How a victim of mistaken identity has forged a renaissance in sportscars

When a Brit called Matt Bell turned up in the LMP3 class of the European Le Mans Series in 2023 there was inevitably some confusion. A presumption was made that it was the same Matt Bell who was racing a P3 in the ELMS-supporting Le Mans Cup having been a fixture in international sportscars for a dozen or more years.

But if there were any aficionados of junior single-seaters in the paddock, they would have understood that there were now two drivers of the same name in town.

That’s because Bell had raced opener wheelers to some effect in the late 2000s and early 2010s. Yet the confusion could be forgiven because he had pretty much disappeared after only one full season in the 2013 BRDC Formula 4 Championship.

Two years on, the befuddlement has dissipated - not only does he now go by his full name of Matthew Richard Bell, but he’s twice been runner-up in the ELMS P3 standings.

The returning Matt Bell became Matt R Bell and now Matthew Richard Bell, he says, “to try to distinguish” himself from his namesake: “There was a lot of confusion initially. Even the ELMS got it wrong, it put his face with my name on some stuff.”

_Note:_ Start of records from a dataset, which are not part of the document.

//! Health check endpoint

use axum::{extract::State, routing::get, Json, Router};
use chrono::Utc;
use serde::Serialize;

use crate::AppState;

/// Health check response
#[derive(Debug, Serialize)]
pub struct HealthResponse {
    pub status: String,
    pub module: String,
    pub version: String,
    pub uptime_seconds: u64,
}

/// GET /health
pub async fn health_check(State(state): State<AppState>) -> Json<HealthResponse> {
    let uptime = Utc::now().signed_duration_since(state.startup_time);

    Json(HealthResponse {
        status: "ok".to_string(),
        module: "farmlink-web".to_string(),
        version: env!("CARGO_PKG_VERSION").to_string(),
        uptime_seconds: uptime.num_seconds().max(0) as u64,
    })
}

/// Build health check routes
pub fn health_routes() -> Router<AppState> {
    Router::new().route("/health", get(health_check))
}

The confusion wasn’t surprising given Bell’s long absence from the cockpit. There were a handful of Radical races in 2015, but apart from that he hadn’t raced since the money ran out after an F4 campaign in which Bell was a race winner against the likes of Jake Hughes, Seb Morris and Charlie Robertson. It wasn’t until 2021 that Bell returned to racing for a full campaign.

The Radical connection is an important one in Bell’s story. He’d raced sporadically in Formula BMW and Formula Palmer Audi in 2007-10 before sitting out 2011. But he and his father had bought an SR3 for track days.

Bell campaigned single-seaters but never managed a full season (Photo by: Motorsport Images)

“We had the car and thought we might as well race it,” recalls Bell, who returned to competition in the Radical Clubmans Cup the following year. That was a precursor to what stands as his only complete campaign in single-seaters in 2013.

“When we went to F4 it was pretty much the same set-up as with the Radical to start with; just me, my dad and a mate, running the car off a trailer,” Bell explains. “It was a new championship and we won the first race at Silverstone, but when the big teams got the hang of the car, we went backwards.”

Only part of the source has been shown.